Please copy every line from the records below that contains the string "flex".

--- GIVEN RECORDS ---

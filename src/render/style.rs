//! Font choices and the export stylesheet.

use std::fmt::Write;
use std::str::FromStr;

/// Font stack used by the generated post.
#[derive(Debug, Clone, PartialEq, Eq, Default)]
#[cfg_attr(feature = "serde", derive(serde::Serialize, serde::Deserialize))]
pub enum FontChoice {
    #[default]
    Merriweather,
    Inter,
    Roboto,
    OpenSans,
    PlayfairDisplay,
    JetBrainsMono,
    /// A user-supplied CSS font-family value, substituted verbatim.
    Custom(String),
}

impl FontChoice {
    /// The preset fonts, in menu order.
    pub const PRESETS: [FontChoice; 6] = [
        FontChoice::Merriweather,
        FontChoice::Inter,
        FontChoice::Roboto,
        FontChoice::OpenSans,
        FontChoice::PlayfairDisplay,
        FontChoice::JetBrainsMono,
    ];

    /// CSS `font-family` value. An empty custom value yields `""`; the
    /// stylesheet substitutes its own fallback for that case.
    pub fn css_value(&self) -> &str {
        match self {
            FontChoice::Merriweather => "Merriweather, serif",
            FontChoice::Inter => "Inter, sans-serif",
            FontChoice::Roboto => "Roboto, sans-serif",
            FontChoice::OpenSans => "Open Sans, sans-serif",
            FontChoice::PlayfairDisplay => "Playfair Display, serif",
            FontChoice::JetBrainsMono => "JetBrains Mono, monospace",
            FontChoice::Custom(value) => value,
        }
    }

    /// Human-readable menu label.
    pub fn label(&self) -> &str {
        match self {
            FontChoice::Merriweather => "Merriweather (Serif)",
            FontChoice::Inter => "Inter (Sans)",
            FontChoice::Roboto => "Roboto (Sans)",
            FontChoice::OpenSans => "Open Sans (Sans)",
            FontChoice::PlayfairDisplay => "Playfair Display (Serif)",
            FontChoice::JetBrainsMono => "JetBrains Mono (Mono)",
            FontChoice::Custom(_) => "Custom",
        }
    }

    /// First family of the stack, as applied by the preview.
    pub fn preview_family(&self) -> &str {
        let value = self.css_value();
        value.split(',').next().unwrap_or(value).trim()
    }
}

impl FromStr for FontChoice {
    type Err = std::convert::Infallible;

    /// Parse a preset by its CSS value or family name; anything else is
    /// taken as a custom font-family value.
    fn from_str(s: &str) -> Result<Self, Self::Err> {
        let trimmed = s.trim();
        let preset = Self::PRESETS.into_iter().find(|font| {
            font.css_value().eq_ignore_ascii_case(trimmed) || font.preview_family().eq_ignore_ascii_case(trimmed)
        });
        Ok(preset.unwrap_or_else(|| FontChoice::Custom(s.to_string())))
    }
}

/// External font import placed at the top of the export stylesheet.
pub const FONT_IMPORT: &str = "@import url('https://fonts.googleapis.com/css2?family=Merriweather:ital,wght@0,300;0,400;0,700;1,400&family=Inter:wght@400;600;800&family=Playfair+Display:wght@400;700&family=Open+Sans:wght@400;600&family=Roboto:wght@400;700&display=swap');";

const BASE_RULES: &str = r#"  /* Base Typography */
  .blog-content { font-family: {FONT}; line-height: 1.8; color: #334155; max-width: 800px; margin: 0 auto; }
  .blog-content h1, .blog-content h2, .blog-content h3 { font-family: 'Inter', sans-serif; color: #0f172a; }
  .blog-content h1 { font-size: 2.5rem; font-weight: 800; line-height: 1.2; margin-bottom: 0.5em; }
  .blog-content h2 { font-size: 1.75rem; font-weight: 700; margin-top: 2.5em; margin-bottom: 1em; color: #1e293b; }
  .blog-content h3 { font-size: 1.4rem; font-weight: 600; margin-top: 2em; margin-bottom: 0.75em; color: #1e293b; }
  .blog-content p { margin-bottom: 1.5em; font-size: 1.1rem; }

  /* Metadata & Subtitle */
  .blog-meta { font-family: 'Inter', sans-serif; font-size: 0.9rem; font-weight: 600; color: #64748b; text-transform: uppercase; margin-bottom: 2em; letter-spacing: 0.05em; }
  .blog-subtitle { font-size: 1.25rem; color: #475569; margin-bottom: 1.5em; font-style: italic; line-height: 1.6; }

  /* Accent spans */
  .highlight-link { color: #2563eb; font-weight: 500; text-decoration: none; cursor: pointer; }
  .highlight-link:hover { text-decoration: underline; }
  .blue { color: #2563eb; font-weight: 500; }

  /* Images & Figures */
  .blog-content figure { margin: 2em 0; }
  .blog-content img { width: 100%; height: auto; border-radius: 12px; box-shadow: 0 4px 6px -1px rgba(0, 0, 0, 0.1); }
  .blog-content figcaption { text-align: center; font-size: 0.9rem; color: #64748b; margin-top: 1em; line-height: 1.5; }
  .blog-content .prompt-note { text-align: center; font-size: 0.85rem; color: #94a3b8; font-style: italic; margin-top: 0.5em; }
  .blog-content .caption-note { text-align: center; font-size: 0.9rem; color: #64748b; }

  /* Image Carousel */
  .image-carousel { position: relative; margin: 2em 0; overflow: hidden; border-radius: 12px; background: #f8fafc; }
  .carousel-track { display: flex; transition: transform 0.3s ease-in-out; }
  .carousel-slide { min-width: 100%; box-sizing: border-box; padding: 1em; }
  .carousel-slide img { width: 100%; border-radius: 8px; }
  .carousel-slide figcaption { padding: 0.5em 0; }
  .carousel-nav { position: absolute; top: 50%; transform: translateY(-50%); background: rgba(255,255,255,0.9); border: none; width: 40px; height: 40px; border-radius: 50%; cursor: pointer; font-size: 1.2em; box-shadow: 0 2px 8px rgba(0,0,0,0.15); z-index: 10; }
  .carousel-nav:hover { background: white; }
  .carousel-nav.prev { left: 10px; }
  .carousel-nav.next { right: 10px; }
  .carousel-dots { display: flex; justify-content: center; gap: 8px; padding: 1em 0; }
  .carousel-dot { width: 8px; height: 8px; border-radius: 50%; background: #cbd5e1; cursor: pointer; border: none; }
  .carousel-dot.active { background: #3b82f6; }

  /* Lists */
  .blog-content ul { margin: 1em 0 1.5em 1.5em; }
  .blog-content li { margin-bottom: 0.5em; font-size: 1.1rem; }
"#;

/// Build the `<style>` block for an export.
pub fn stylesheet(font: &FontChoice, include_font_import: bool) -> String {
    let family = match font.css_value().trim() {
        "" => "sans-serif",
        _ => font.css_value(),
    };

    let mut css = String::with_capacity(BASE_RULES.len() + FONT_IMPORT.len() + 32);
    css.push_str("<style>\n");
    if include_font_import {
        writeln!(css, "  {FONT_IMPORT}\n").unwrap();
    }
    css.push_str(&BASE_RULES.replacen("{FONT}", family, 1));
    css.push_str("</style>\n");
    css
}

---

**FINISHED EXERCISE**
  .carousel-track { display: flex; transition: transform 0.3s ease-in-out; }
  .carousel-dots { display: flex; justify-content: center; gap: 8px; padding: 1em 0; }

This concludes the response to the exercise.